John Kay (FT journalist) has a smart little article "Surplus capital is not for wimps after all" (FT, October 21 2008). http://www.ft.com/cms/s/0/04767eee-9f71-11dd-a3fa-000077b07658.html Among other things, he writes (excerpt, for scholarly purposes):
"One consequence of the Basel agreements on capital requirements for financial institutions is that many of these institutions came to believe it was wimpish to hold more capital than the regulations demanded. There were superficially appealing financial arguments to justify that position. Surplus capital reduces return on shareholders' equity and acts as a drag on earnings per share. Analysts judge banks by these ratios. The rewards of senior executives were often tied to them. A bank might sell some branches, assisting the purchaser with a non-recourse loan, for which the borrower is not personally liable. At current rent levels and interest rates, the rent would service the debt. The financial effect of the transaction is that any future capital gain on the property is transferred from the bank to the buyer. At the same time, the capital base of the bank is reduced, impairing the security of depositors and lenders. But reducing capital is the point - the only point - of the transaction. Since the yield on property is less than the bank's return on equity, the return on equity is increased. I am not making this up. The executives who planned this and similar transactions were applauded for their financial acumen and focus on shareholder value. You can raise return on capital by increasing returns or by reducing capital. Reducing capital is easier. Such financial alchemy does not just apply to banks. You can increase earnings per share by increasing earnings or by reducing the number of shares. Reducing the number of shares is easier. The professor of finance can quickly pinpoint the fallacy in the surplus capital argument. Debt is cheaper than equity. But the cost of both debt and equity depends on their riskiness. Increasing the ratio of debt to equity makes both debt and equity riskier and raises their costs. So the gain from substituting debt for equity must be offset against the loss from increasing the long-run cost of both debt and equity. In an article that is still a classic of finance theory, Merton Miller and Franco Modigliani showed, 50 years ago, that in an efficient market the loss would exactly offset the gain.

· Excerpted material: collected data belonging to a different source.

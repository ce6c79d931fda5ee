//! evalcore - sandboxed compile-run-compare evaluation engine

use std::net::SocketAddr;
use std::time::Duration;

use axum::Router;
use tokio::net::TcpListener;
use tower_http::trace::TraceLayer;
use tracing_subscriber::{layer::SubscriberExt, util::SubscriberInitExt};

use evalcore::config::Config;
use evalcore::metrics::{self, MetricsServer};
use evalcore::state::AppState;
use evalcore::{handlers, workspace};

#[tokio::main]
async fn main() -> anyhow::Result<()> {
    tracing_subscriber::registry()
        .with(
            tracing_subscriber::EnvFilter::try_from_default_env()
                .unwrap_or_else(|_| "evalcore=info".into()),
        )
        .with(tracing_subscriber::fmt::layer())
        .init();

    tracing::info!("starting evalcore");

    let config = Config::from_env();
    metrics::init_metrics();

    tokio::fs::create_dir_all(&config.storage.base_dir).await?;

    let metrics_port = config.metrics_port;
    tokio::spawn(async move {
        if let Err(e) = MetricsServer::run(metrics_port).await {
            tracing::error!("metrics server error: {e}");
        }
    });

    let state = AppState::new(config.clone());

    let sweep_base_dir = config.storage.base_dir.clone();
    let sweep_interval = Duration::from_secs(config.sweep.interval_secs);
    let sweep_max_age = Duration::from_secs(config.sweep.workspace_max_age_secs);
    let sweep_registry = state.registry().clone_handle();
    tokio::spawn(async move {
        let mut ticker = tokio::time::interval(sweep_interval);
        loop {
            ticker.tick().await;
            let removed = workspace::sweep(&sweep_base_dir, sweep_max_age, &sweep_registry).await;
            if removed > 0 {
                metrics::record_sweep(removed);
            }
        }
    });

    let app = Router::new()
        .merge(handlers::routes())
        .layer(TraceLayer::new_for_http())
        .with_state(state);

    let addr: SocketAddr = config.bind_addr.parse()?;
    let listener = TcpListener::bind(addr).await?;

    tracing::info!("evalcore listening on http://{addr}");
    axum::serve(listener, app).await?;

    Ok(())
}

There are a few complications. In particular, markets are not always efficient. But prices tend to revert to fundamental value in the long run. The mispricing of risk eventually reveals itself. As it has just done.

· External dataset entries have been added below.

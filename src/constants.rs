//! Application-wide constants

/// Default address the proxy's HTTP server binds to.
pub const DEFAULT_BIND_ADDR: &str = "0.0.0.0:8080";

/// Default base URLs for the two upstream services, and the shared timeout
/// applied to calls against either of them.
pub const DEFAULT_ENGINE_URL: &str = "http://127.0.0.1:8090";
pub const DEFAULT_CATALOG_URL: &str = "http://127.0.0.1:8081";
pub const DEFAULT_UPSTREAM_TIMEOUT_SECS: u64 = 30;

/// `SubmissionRequest.time_limit_ms` default when the caller omits it.
pub const DEFAULT_TIME_LIMIT_MS: u64 = 2000;

/// The one stable test id used by a scratch run.
pub const SCRATCH_TEST_ID: &str = "1";

/// `language` used for a scratch run when the caller omits it; only one
/// compiler toolchain is configured on the evaluation core.
pub const DEFAULT_LANGUAGE: &str = "cpp";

Banks would normally be wary of lending to someone whose liabilities were 50 times their net assets, but they happily lent to each other on that basis - until, one day, they stopped. If you want a one sentence explanation of the present crisis, that is it."
The wry moral of this story (worth reading as a whole) is that the banks can never have too much money, and thus, that surplus capital doesn't really exist.
I am a bit skeptical of the empirical validity of Modigliani's capital market idea as described, and of risk ideology - of course, in finance proper, risk-pricing has a very precise meaning, but how do we ever know what a risk is truly worth, other than what people are currently prepared to pay to insure themselves against it? For thousands of years, people faced the same risks without insuring themselves against it beyond ordinary behavioural precautions, and thus those risks had no particular economic value. "Mispricing risk" (overvalued risk or undervalued risk) just means that people are prepared to pay more or less for capital insurance than they did before, it's a "state of the market" kind of thing, which can be influenced both by (1) subjective perceptions, (2) the probability, possibility, type, incidence and frequency of objective risks incurred, and (3) the interaction between them.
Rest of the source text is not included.